A spectacular milestone for Jan Koum, Brian Acton & the remarkable @WhatsApp team. We couldn’t be more proud pic.twitter.com/o7OeaSnbXw
— jim goetz (@jimgoetz) February 19, 2014
Five things to note –
1. 19 billion is a lot of money
Just how much is it though? Well it can buy 26 and half Instagrams, calculated to the final sale price of $715 million that Facebook eventually paid for the photo sharing service. Or 6.3 Snapchats. Or Nokia twice over. Heck you could pick up six Motorolas at the price Lenovo scooped it from Google with lots of change left over.
For better or worse, we are going be to measuring the value of things in WhatsApps now.
2. Biggest acquisition of a venture-backed company to date
According to the WSJ, only West Media’s $11bn purchase of Continental Cablevision comes close. The failed $6 billion deal for Groupon would have been the third largest ever. Whatsapp’s lone investor, Sequioa Capital, just won the lottery.
3. WhatsApp is the new SMS
At the rate the red hot messaging company is going (450 monthly active users, adding 1 million users a day) people will soon be sending as many WhatsApps as SMS. Facebook’s statement announcing the deal observes that the number of missives that criss-cross the app’s service is approaching the SMS volume of the entire global telecoms industry. Wowzer.

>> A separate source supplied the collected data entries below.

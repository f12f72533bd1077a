use argon2::password_hash::rand_core::OsRng;
use argon2::password_hash::{PasswordHash, PasswordHasher, PasswordVerifier, SaltString};
use argon2::{Algorithm, Argon2, Params, Version};
use serde::{Deserialize, Serialize};

/// Argon2id cost parameters. Fixed for the lifetime of a [`CredentialHasher`].
#[derive(Clone, Debug, PartialEq, Eq, Serialize, Deserialize)]
#[serde(default)]
pub struct PasswordPolicy {
    /// Memory cost in KiB.
    pub memory_kib: u32,
    /// Number of passes.
    pub iterations: u32,
    /// Degree of parallelism.
    pub parallelism: u32,
}

impl Default for PasswordPolicy {
    fn default() -> Self {
        Self {
            memory_kib: Params::DEFAULT_M_COST,
            iterations: Params::DEFAULT_T_COST,
            parallelism: Params::DEFAULT_P_COST,
        }
    }
}

impl PasswordPolicy {
    /// The cheapest parameters Argon2 accepts. For tests only.
    pub fn minimal() -> Self {
        Self {
            memory_kib: Params::MIN_M_COST.max(8),
            iterations: 1,
            parallelism: 1,
        }
    }
}

/// Errors from password hashing.
#[derive(Debug, thiserror::Error, PartialEq, Eq)]
pub enum PasswordError {
    #[error("invalid password policy: {0}")]
    InvalidPolicy(String),
    #[error("hashing failed: {0}")]
    Hashing(String),
}

/// Salted one-way password hashing.
///
/// Every call to [`CredentialHasher::hash`] draws a fresh salt, so hashing
/// the same password twice yields different strings; both verify.
pub struct CredentialHasher {
    argon2: Argon2<'static>,
}

impl CredentialHasher {
    pub fn new(policy: &PasswordPolicy) -> Result<Self, PasswordError> {
        let params = Params::new(policy.memory_kib, policy.iterations, policy.parallelism, None)
            .map_err(|e| PasswordError::InvalidPolicy(e.to_string()))?;
        Ok(Self {
            argon2: Argon2::new(Algorithm::Argon2id, Version::V0x13, params),
        })
    }

    /// Hash `password` into a PHC string (`$argon2id$v=19$...`).
    pub fn hash(&self, password: &str) -> Result<String, PasswordError> {
        let salt = SaltString::generate(&mut OsRng);
        self.argon2
            .hash_password(password.as_bytes(), &salt)
            .map(|hash| hash.to_string())
            .map_err(|e| PasswordError::Hashing(e.to_string()))
    }

    /// Check `password` against a stored PHC string.
    ///
    /// A stored value that does not parse as a PHC string never verifies.
    /// The parameters embedded in the stored hash are used, so hashes made
    /// under an older policy keep working.
    pub fn verify(&self, password: &str, stored: &str) -> bool {
        match PasswordHash::new(stored) {
            Ok(parsed) => self
                .argon2
                .verify_password(password.as_bytes(), &parsed)
                .is_ok(),
            Err(e) => {
                tracing::debug!("stored credential hash is not a PHC string: {e}");
                false
            }
        }
    }
}

impl std::fmt::Debug for CredentialHasher {
    fn fmt(&self, f: &mut std::fmt::Formatter<'_>) -> std::fmt::Result {
        write!(f, "CredentialHasher(argon2id)")
    }
}

#[cfg(test)]
mod tests {
    use super::*;

    fn hasher() -> CredentialHasher {
        CredentialHasher::new(&PasswordPolicy::minimal()).unwrap()
    }

    #[test]
    fn hash_then_verify() {
        let h = hasher();
        let stored = h.hash("secret").unwrap();
        assert!(stored.starts_with("$argon2id$"));
        assert!(h.verify("secret", &stored));
    }

    #[test]
    fn wrong_password_fails() {
        let h = hasher();
        let stored = h.hash("secret").unwrap();
        assert!(!h.verify("wrong", &stored));
        assert!(!h.verify("", &stored));
        assert!(!h.verify("Secret", &stored));
    }

    #[test]
    fn same_password_different_hashes() {
        let h = hasher();
        let a = h.hash("secret").unwrap();
        let b = h.hash("secret").unwrap();
        assert_ne!(a, b);
        assert!(h.verify("secret", &a));
        assert!(h.verify("secret", &b));
    }

    #[test]
    fn hash_never_contains_plaintext() {
        let stored = hasher().hash("plaintext-password").unwrap();
        assert!(!stored.contains("plaintext-password"));
    }

    #[test]
    fn garbage_stored_hash_never_verifies() {
        let h = hasher();
        assert!(!h.verify("secret", "secret"));
        assert!(!h.verify("secret", ""));
    }

    #[test]
    fn verify_uses_embedded_parameters() {
        let strong = CredentialHasher::new(&PasswordPolicy {
            memory_kib: 64,
            iterations: 2,
            parallelism: 1,
        })
        .unwrap();
        let stored = strong.hash("secret").unwrap();
        assert!(hasher().verify("secret", &stored));
    }

    #[test]
    fn invalid_policy_rejected() {
        let err = CredentialHasher::new(&PasswordPolicy {
            memory_kib: 8,
            iterations: 0,
            parallelism: 1,
        })
        .unwrap_err();
        assert!(matches!(err, PasswordError::InvalidPolicy(_)));
    }

    #[test]
    fn default_policy_matches_argon2_defaults() {
        let policy = PasswordPolicy::default();
        assert_eq!(policy.memory_kib, 19 * 1024);
        assert_eq!(policy.iterations, 2);
        assert_eq!(policy.parallelism, 1);
    }
}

WhatsApp message volume growth is still accelerating. Has probably now overtaken SMS. pic.twitter.com/KsR85Mplrt
— Benedict Evans (@BenedictEvans) January 20, 2014
See that graph? WhatsApp is clearly the new beat. Tomi Ahonen needs to stop doing the SMS dance.
4. You are worth $50
Facebook’s acquisition values each WhatsApp user — you, me, and your high school not-BFF who somehow managed to acquire your phone number — at $50. For context Rakuten picked up each of Viber’s 300 million users at $3 each in its recent $900 million purchase deal.
5. From jobs board to boardroom
In 2009, Brian Acton was hanging around Facebook (and Twitter) jobs boards. Getting turned down by both companies was for the best, obviously. Less than five years later, Jan Koum with whom he co-founded WhatsApp now has a seat in Facebook’s boardroom. At a 19 billion exit that makes them both billionaires, they’ve done probably just as well as any Facebook’s first employees. As we say in Nigeria, no condition is permanent.
There you have it. Brace yourselves — the pivots are coming.
And that is the sound of every startup in the Valley pivoting to messaging.